**What you will do**: From the first line of the data below, repeat each line exactly until you reach the line with "#[derive(Debug, thiserror::Error)]"; include that line too.

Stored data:
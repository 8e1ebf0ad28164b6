//! Error types for bitfunnel.
//!
//! Library crates use [`FunnelError`] via `thiserror`.
//! The CLI wraps this with `color-eyre` for rich diagnostics.
//!
//! Pipeline stages never surface these errors: transport and parse failures
//! are converted into each stage's degraded result at the stage boundary.
//! Running out of retries is not an error either; it produces a record with
//! `degraded = true`.

use std::path::PathBuf;

/// Top-level error type for all bitfunnel operations.
#[derive(Debug, thiserror::Error)]
pub enum FunnelError {
    /// Configuration loading or validation error.
    #[error("config error: {message}")]
    Config { message: String },

    /// An external call (judgment service, content or item provider) did not complete.
    #[error("transport error: {0}")]
    Transport(String),

    /// A response did not match the expected shape.
    #[error("parse error: {message}")]
    Parse { message: String },

    /// A call completed but yielded no usable content.
    #[error("empty result: {0}")]
    EmptyResult(String),

    /// Data validation error.
    #[error("validation error: {message}")]
    Validation { message: String },

    /// Filesystem I/O error.
    #[error("I/O error at {path:?}: {source}")]
    Io {
        path: PathBuf,
        source: std::io::Error,
    },

    /// The persistence sink rejected the results.
    #[error("persistence error: {0}")]
    Persistence(String),

    /// Query planning produced no search terms; the run is aborted.
    #[error("no search terms could be generated for the query")]
    NoSearchTerms,

    /// Discovery found no candidates for any term; the run is aborted.
    #[error("no candidates were discovered for the search terms")]
    NoCandidates,
}

/// Convenience alias used throughout the codebase.
pub type Result<T> = std::result::Result<T, FunnelError>;

impl FunnelError {
    /// Create a config error from any displayable message.
    pub fn config(msg: impl Into<String>) -> Self {
        Self::Config {
            message: msg.into(),
        }
    }

    /// Create a parse error from any displayable message.
    pub fn parse(msg: impl Into<String>) -> Self {
        Self::Parse {
            message: msg.into(),
        }
    }

    /// Create a validation error from any displayable message.
    pub fn validation(msg: impl Into<String>) -> Self {
        Self::Validation {
            message: msg.into(),
        }
    }

    /// Create a transport error from any displayable message.
    pub fn transport(msg: impl Into<String>) -> Self {
        Self::Transport(msg.into())
    }

    /// Wrap a `std::io::Error` with a path for context.
    pub fn io(path: impl Into<PathBuf>, source: std::io::Error) -> Self {
        Self::Io {
            path: path.into(),
            source,
        }
    }

    /// Whether this error aborts a whole run rather than a single candidate.
    pub fn aborts_run(&self) -> bool {
        matches!(self, Self::NoSearchTerms | Self::NoCandidates)
    }
}
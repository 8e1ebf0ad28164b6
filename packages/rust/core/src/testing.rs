//! Deterministic collaborators for stage and orchestrator tests.

use std::collections::HashMap;
use std::sync::{Arc, Mutex};

use async_trait::async_trait;

use bitfunnel_judgment::{JudgmentClient, JudgmentReply, JudgmentRequest};
use bitfunnel_shared::{
    Candidate, ContentDiscoveryProvider, ContentRetrievalProvider, FunnelError, ItemOrder,
    ItemRetrievalProvider, ProcessingRecord, Result, TermPlanner,
};

type Script = dyn Fn(&JudgmentRequest, usize) -> Result<String> + Send + Sync;

/// Judgment stub answering from a closure. The closure receives the request
/// and how many earlier calls carried the same system message.
pub(crate) struct ScriptedJudgment {
    script: Box<Script>,
    calls: Mutex<Vec<JudgmentRequest>>,
}

impl ScriptedJudgment {
    pub(crate) fn new(
        script: impl Fn(&JudgmentRequest, usize) -> Result<String> + Send + Sync + 'static,
    ) -> Arc<Self> {
        Arc::new(Self {
            script: Box::new(script),
            calls: Mutex::new(Vec::new()),
        })
    }

    pub(crate) fn replying(text: &'static str) -> Arc<Self> {
        Self::new(move |_, _| Ok(text.to_string()))
    }

    pub(crate) fn failing() -> Arc<Self> {
        Self::new(|_, _| Err(FunnelError::transport("connection refused")))
    }

    pub(crate) fn calls(&self) -> Vec<JudgmentRequest> {
        self.calls.lock().unwrap().clone()
    }

    /// Number of calls made with `system` as the system message.
    pub(crate) fn calls_for(&self, system: &str) -> usize {
        self.calls
            .lock()
            .unwrap()
            .iter()
            .filter(|r| r.system == system)
            .count()
    }
}

#[async_trait]
impl JudgmentClient for ScriptedJudgment {
    async fn submit(&self, request: &JudgmentRequest) -> Result<JudgmentReply> {
        let nth = {
            let mut calls = self.calls.lock().unwrap();
            let nth = calls.iter().filter(|r| r.system == request.system).count();
            calls.push(request.clone());
            nth
        };
        let text = (self.script)(request, nth)?;
        Ok(JudgmentReply {
            text,
            model: "scripted".into(),
            tokens_in: 0,
            tokens_out: 0,
            latency_ms: 0,
            cached: false,
        })
    }

    fn provider_name(&self) -> &'static str {
        "scripted"
    }
}

pub(crate) fn candidate(id: &str) -> Candidate {
    Candidate {
        id: id.into(),
        title: format!("video {id}"),
        description: format!("description of {id}"),
        channel: "channel".into(),
        url: format!("https://www.youtube.com/watch?v={id}"),
    }
}

pub(crate) fn items(n: usize) -> Vec<String> {
    (0..n).map(|i| format!("comment {i}")).collect()
}

/// In-memory planner, discovery, content and item source.
#[derive(Default)]
pub(crate) struct FixtureSource {
    pub(crate) terms: Vec<String>,
    pub(crate) candidates: Vec<Candidate>,
    pub(crate) content: HashMap<String, String>,
    pub(crate) items: HashMap<String, Vec<String>>,
    /// Candidate ids whose retrieval fails with a transport error.
    pub(crate) broken: Vec<String>,
    /// Candidate ids with a content sample but no full content.
    pub(crate) sample_only: Vec<String>,
}

impl FixtureSource {
    /// One term, every candidate with content and `n_items` comments.
    pub(crate) fn with_candidates(ids: &[&str], n_items: usize) -> Self {
        let candidates: Vec<Candidate> = ids.iter().map(|id| candidate(id)).collect();
        let content = ids
            .iter()
            .map(|id| (id.to_string(), format!("[0:00] opening of {id}")))
            .collect();
        let items = ids.iter().map(|id| (id.to_string(), self::items(n_items))).collect();
        Self {
            terms: vec!["term".into()],
            candidates,
            content,
            items,
            ..Default::default()
        }
    }

    fn check(&self, candidate: &Candidate) -> Result<()> {
        if self.broken.contains(&candidate.id) {
            return Err(FunnelError::transport(format!("{} unavailable", candidate.id)));
        }
        Ok(())
    }
}

#[async_trait]
impl TermPlanner for FixtureSource {
    async fn plan(&self, _query: &str) -> Result<Vec<String>> {
        Ok(self.terms.clone())
    }
}

#[async_trait]
impl ContentDiscoveryProvider for FixtureSource {
    async fn discover(&self, _terms: &[String], _per_term: usize) -> Result<Vec<Candidate>> {
        Ok(self.candidates.clone())
    }
}

#[async_trait]
impl ContentRetrievalProvider for FixtureSource {
    async fn full_content(&self, candidate: &Candidate) -> Result<Option<String>> {
        self.check(candidate)?;
        if self.sample_only.contains(&candidate.id) {
            return Ok(None);
        }
        Ok(self.content.get(&candidate.id).cloned())
    }

    async fn content_sample(&self, candidate: &Candidate, _max_secs: u32) -> Result<Option<String>> {
        self.check(candidate)?;
        Ok(self.content.get(&candidate.id).cloned())
    }
}

#[async_trait]
impl ItemRetrievalProvider for FixtureSource {
    async fn fetch_items(
        &self,
        candidate: &Candidate,
        max_items: usize,
        _order: ItemOrder,
    ) -> Result<Vec<String>> {
        self.check(candidate)?;
        let mut items = self.items.get(&candidate.id).cloned().unwrap_or_default();
        items.truncate(max_items);
        Ok(items)
    }
}

/// Sink that keeps persisted batches in memory.
#[derive(Default)]
pub(crate) struct MemorySink {
    pub(crate) batches: Mutex<Vec<Vec<ProcessingRecord>>>,
}

#[async_trait]
impl bitfunnel_shared::PersistenceSink for MemorySink {
    async fn persist(&self, records: &[ProcessingRecord]) -> Result<String> {
        self.batches.lock().unwrap().push(records.to_vec());
        Ok("memory".into())
    }
}
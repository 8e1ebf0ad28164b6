//! Judgment service capability for bitfunnel.
//!
//! This crate provides:
//! - [`JudgmentClient`] — the single-method seam every stage depends on
//! - [`ChatCompletionsClient`] — an OpenAI-compatible HTTP implementation
//! - [`extract_structured`] — tolerant JSON extraction from free-text replies
//! - [`CachedJudgment`] — an in-memory decorator keyed by prompt hash

pub mod cache;
pub mod client;
pub mod openai;
pub mod parser;

pub use cache::{CacheStats, CachedJudgment};
pub use client::{JudgmentClient, JudgmentReply, JudgmentRequest, ResponseShape, submit_structured};
pub use openai::ChatCompletionsClient;
pub use parser::extract_structured;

**Your solution**:
repository 8e1ebf0ad28164b6
//! Error types for bitfunnel.
//!
//! Library crates use [`FunnelError`] via `thiserror`.
//! The CLI wraps this with `color-eyre` for rich diagnostics.
//!
//! Pipeline stages never surface these errors: transport and parse failures
//! are converted into each stage's degraded result at the stage boundary.
//! Running out of retries is not an error either; it produces a record with
//! `degraded = true`.

use std::path::PathBuf;

/// Top-level error type for all bitfunnel operations.
#[derive(Debug, thiserror::Error)]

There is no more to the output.